### Goal of the exercise
Repeat the listing that follows without a single change.

Supplied material Start Marker

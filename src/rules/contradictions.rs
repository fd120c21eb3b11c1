use once_cell::sync::Lazy;

use super::matcher::{re, TextMatcher};

/// One side of a contradiction theme
pub struct Position {
    pub stance: &'static str,
    pub typical_advice: &'static str,
    pub patterns: Vec<Box<dyn TextMatcher>>,
}

impl Position {
    pub fn matches(&self, sentence: &str) -> bool {
        self.patterns.iter().any(|p| p.is_match(sentence))
    }
}

/// A topic where guests give opposing advice
pub struct Theme {
    pub id: &'static str,
    pub topic: &'static str,
    pub position_a: Position,
    pub position_b: Position,
}

fn position(stance: &'static str, typical_advice: &'static str, patterns: &[&str]) -> Position {
    Position {
        stance,
        typical_advice,
        patterns: patterns.iter().map(|p| re(p)).collect(),
    }
}

pub const GENERIC_RESOLUTION: &str =
    "Both approaches can work. The right choice depends on your stage, team and market.";

static RESOLUTIONS: &[(&str, &str)] = &[
    (
        "delegation",
        "Stay in the details on the few things that define the product; delegate the rest to people you trust and review outcomes.",
    ),
    (
        "data_vs_intuition",
        "Use intuition to choose bets and data to check them. Early products lack data, mature products lack taste.",
    ),
    (
        "speed_vs_quality",
        "Move fast on reversible decisions and invest in craft where customers actually feel it.",
    ),
    (
        "niche_vs_broad",
        "Start with a niche you can win, then expand once you dominate it.",
    ),
    (
        "growth_motion",
        "Product-led and sales-led motions combine well: self-serve for adoption, sales for expansion into larger accounts.",
    ),
];

/// Resolution hint for a theme, falling back to a generic note
pub fn resolution_for(theme_id: &str) -> &'static str {
    RESOLUTIONS
        .iter()
        .find(|(id, _)| *id == theme_id)
        .map(|(_, hint)| *hint)
        .unwrap_or(GENERIC_RESOLUTION)
}

/// Contradiction themes, in declaration order
pub static THEMES: Lazy<Vec<Theme>> = Lazy::new(|| {
    vec![
        Theme {
            id: "delegation",
            topic: "Delegation vs. Founder Involvement",
            position_a: position(
                "Delegate and empower",
                "Hire great people, give them context and get out of their way.",
                &[
                    r"\bempower(ed|ing|ment)?\b",
                    r"\bdelegat(e|es|ed|ing|ion)\b",
                    r"\btrust (your|the) (team|people)\b",
                    r"\bget out of (their|the) way\b",
                ],
            ),
            position_b: position(
                "Stay in the details",
                "Great founders stay in the details and review the work closely.",
                &[
                    r"\bfounder mode\b",
                    r"\bstay(ed|ing|s)?\b.{0,40}\bdetails?\b",
                    r"\bin the details\b",
                    r"\bmicromanag\w*\b",
                ],
            ),
        },
        Theme {
            id: "data_vs_intuition",
            topic: "Data-Driven vs. Intuition",
            position_a: position(
                "Trust the data",
                "Instrument everything, run experiments and let the numbers decide.",
                &[
                    r"\bdata[- ]driven\b",
                    r"\ba/b tests?\b",
                    r"\bexperiment(s|ation)?\b",
                ],
            ),
            position_b: position(
                "Trust your intuition",
                "Data can't tell you what to build next; rely on taste and conviction.",
                &[
                    r"\bintuition\b",
                    r"\bgut (feel|feeling|instinct)\b",
                    r"\btaste\b",
                    r"\bconviction\b",
                ],
            ),
        },
        Theme {
            id: "speed_vs_quality",
            topic: "Speed vs. Quality",
            position_a: position(
                "Ship fast",
                "Speed is a competitive advantage. Ship, learn and iterate.",
                &[
                    r"\bship(ping)? (fast|quickly|early)\b",
                    r"\bmove fast\b",
                    r"\bspeed\b",
                ],
            ),
            position_b: position(
                "Obsess over quality",
                "Take the time to get it right; quality compounds.",
                &[r"\bcraft\b", r"\bquality\b", r"\bpolish(ed)?\b"],
            ),
        },
        Theme {
            id: "niche_vs_broad",
            topic: "Niche vs. Broad Market",
            position_a: position(
                "Go narrow",
                "Win a specific segment that loves you before expanding.",
                &[
                    r"\bniche\b",
                    r"\bnarrow(er)? (market|segment|focus)\b",
                    r"\bbest[- ]fit customers?\b",
                ],
            ),
            position_b: position(
                "Go broad",
                "Build for a large market from day one.",
                &[
                    r"\bmass market\b",
                    r"\bbroad(er)? (audience|market)\b",
                    r"\bfor everyone\b",
                ],
            ),
        },
        Theme {
            id: "growth_motion",
            topic: "Product-Led vs. Sales-Led Growth",
            position_a: position(
                "Product-led",
                "Let the product drive acquisition and conversion through self-serve.",
                &[
                    r"\bproduct[- ]led\b",
                    r"\bself[- ]serve\b",
                    r"\bfreemium\b",
                    r"\bfree trials?\b",
                ],
            ),
            position_b: position(
                "Sales-led",
                "Complex products need a sales team to land and expand accounts.",
                &[
                    r"\bsales[- ]led\b",
                    r"\bsales (team|reps?|people)\b",
                    r"\benterprise sales\b",
                ],
            ),
        },
        Theme {
            id: "roadmaps",
            topic: "Roadmaps vs. Outcomes",
            position_a: position(
                "Commit to a roadmap",
                "A clear roadmap aligns the company and sets expectations.",
                &[r"\broadmaps?\b.{0,40}\b(align|commit|plan)\w*\b", r"\bquarterly plan\w*\b"],
            ),
            position_b: position(
                "Focus on outcomes",
                "Roadmaps of features are a trap; give teams outcomes to achieve.",
                &[r"\boutcomes? over outputs?\b", r"\bfeature factor(y|ies)\b"],
            ),
        },
    ]
});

Supplied material End Marker

### Solution to this exercise
filename src/rules/contradictions.rs
repository fd120c21eb3b11c1
use once_cell::sync::Lazy;

use super::matcher::{re, TextMatcher};

/// One side of a contradiction theme
pub struct Position {
    pub stance: &'static str,
    pub typical_advice: &'static str,
    pub patterns: Vec<Box<dyn TextMatcher>>,
}

impl Position {
    pub fn matches(&self, sentence: &str) -> bool {
        self.patterns.iter().any(|p| p.is_match(sentence))
    }
}

/// A topic where guests give opposing advice
pub struct Theme {
    pub id: &'static str,
    pub topic: &'static str,
    pub position_a: Position,
    pub position_b: Position,
}

fn position(stance: &'static str, typical_advice: &'static str, patterns: &[&str]) -> Position {
    Position {
        stance,
        typical_advice,
        patterns: patterns.iter().map(|p| re(p)).collect(),
    }
}

pub const GENERIC_RESOLUTION: &str =
    "Both approaches can work. The right choice depends on your stage, team and market.";

static RESOLUTIONS: &[(&str, &str)] = &[
    (
        "delegation",
        "Stay in the details on the few things that define the product; delegate the rest to people you trust and review outcomes.",
    ),
    (
        "data_vs_intuition",
        "Use intuition to choose bets and data to check them. Early products lack data, mature products lack taste.",
    ),
    (
        "speed_vs_quality",
        "Move fast on reversible decisions and invest in craft where customers actually feel it.",
    ),
    (
        "niche_vs_broad",
        "Start with a niche you can win, then expand once you dominate it.",
    ),
    (
        "growth_motion",
        "Product-led and sales-led motions combine well: self-serve for adoption, sales for expansion into larger accounts.",
    ),
];

/// Resolution hint for a theme, falling back to a generic note
pub fn resolution_for(theme_id: &str) -> &'static str {
    RESOLUTIONS
        .iter()
        .find(|(id, _)| *id == theme_id)
        .map(|(_, hint)| *hint)
        .unwrap_or(GENERIC_RESOLUTION)
}

/// Contradiction themes, in declaration order
pub static THEMES: Lazy<Vec<Theme>> = Lazy::new(|| {
    vec![
        Theme {
            id: "delegation",
            topic: "Delegation vs. Founder Involvement",
            position_a: position(
                "Delegate and empower",
                "Hire great people, give them context and get out of their way.",
                &[
                    r"\bempower(ed|ing|ment)?\b",
                    r"\bdelegat(e|es|ed|ing|ion)\b",
                    r"\btrust (your|the) (team|people)\b",
                    r"\bget out of (their|the) way\b",
                ],
            ),
            position_b: position(
                "Stay in the details",
                "Great founders stay in the details and review the work closely.",
                &[
                    r"\bfounder mode\b",
                    r"\bstay(ed|ing|s)?\b.{0,40}\bdetails?\b",
                    r"\bin the details\b",
                    r"\bmicromanag\w*\b",
                ],
            ),
        },
        Theme {
            id: "data_vs_intuition",
            topic: "Data-Driven vs. Intuition",
            position_a: position(
                "Trust the data",
                "Instrument everything, run experiments and let the numbers decide.",
                &[
                    r"\bdata[- ]driven\b",
                    r"\ba/b tests?\b",
                    r"\bexperiment(s|ation)?\b",
                ],
            ),
            position_b: position(
                "Trust your intuition",
                "Data can't tell you what to build next; rely on taste and conviction.",
                &[
                    r"\bintuition\b",
                    r"\bgut (feel|feeling|instinct)\b",
                    r"\btaste\b",
                    r"\bconviction\b",
                ],
            ),
        },
        Theme {
            id: "speed_vs_quality",
            topic: "Speed vs. Quality",
            position_a: position(
                "Ship fast",
                "Speed is a competitive advantage. Ship, learn and iterate.",
                &[
                    r"\bship(ping)? (fast|quickly|early)\b",
                    r"\bmove fast\b",
                    r"\bspeed\b",
                ],
            ),
            position_b: position(
                "Obsess over quality",
                "Take the time to get it right; quality compounds.",
                &[r"\bcraft\b", r"\bquality\b", r"\bpolish(ed)?\b"],
            ),
        },
        Theme {
            id: "niche_vs_broad",
            topic: "Niche vs. Broad Market",
            position_a: position(
                "Go narrow",
                "Win a specific segment that loves you before expanding.",
                &[
                    r"\bniche\b",
                    r"\bnarrow(er)? (market|segment|focus)\b",
                    r"\bbest[- ]fit customers?\b",
                ],
            ),
            position_b: position(
                "Go broad",
                "Build for a large market from day one.",
                &[
                    r"\bmass market\b",
                    r"\bbroad(er)? (audience|market)\b",
                    r"\bfor everyone\b",
                ],
            ),
        },
        Theme {
            id: "growth_motion",
            topic: "Product-Led vs. Sales-Led Growth",
            position_a: position(
                "Product-led",
                "Let the product drive acquisition and conversion through self-serve.",
                &[
                    r"\bproduct[- ]led\b",
                    r"\bself[- ]serve\b",
                    r"\bfreemium\b",
                    r"\bfree trials?\b",
                ],
            ),
            position_b: position(
                "Sales-led",
                "Complex products need a sales team to land and expand accounts.",
                &[
                    r"\bsales[- ]led\b",
                    r"\bsales (team|reps?|people)\b",
                    r"\benterprise sales\b",
                ],
            ),
        },
        Theme {
            id: "roadmaps",
            topic: "Roadmaps vs. Outcomes",
            position_a: position(
                "Commit to a roadmap",
                "A clear roadmap aligns the company and sets expectations.",
                &[r"\broadmaps?\b.{0,40}\b(align|commit|plan)\w*\b", r"\bquarterly plan\w*\b"],
            ),
            position_b: position(
                "Focus on outcomes",
                "Roadmaps of features are a trap; give teams outcomes to achieve.",
                &[r"\boutcomes? over outputs?\b", r"\bfeature factor(y|ies)\b"],
            ),
        },
    ]
});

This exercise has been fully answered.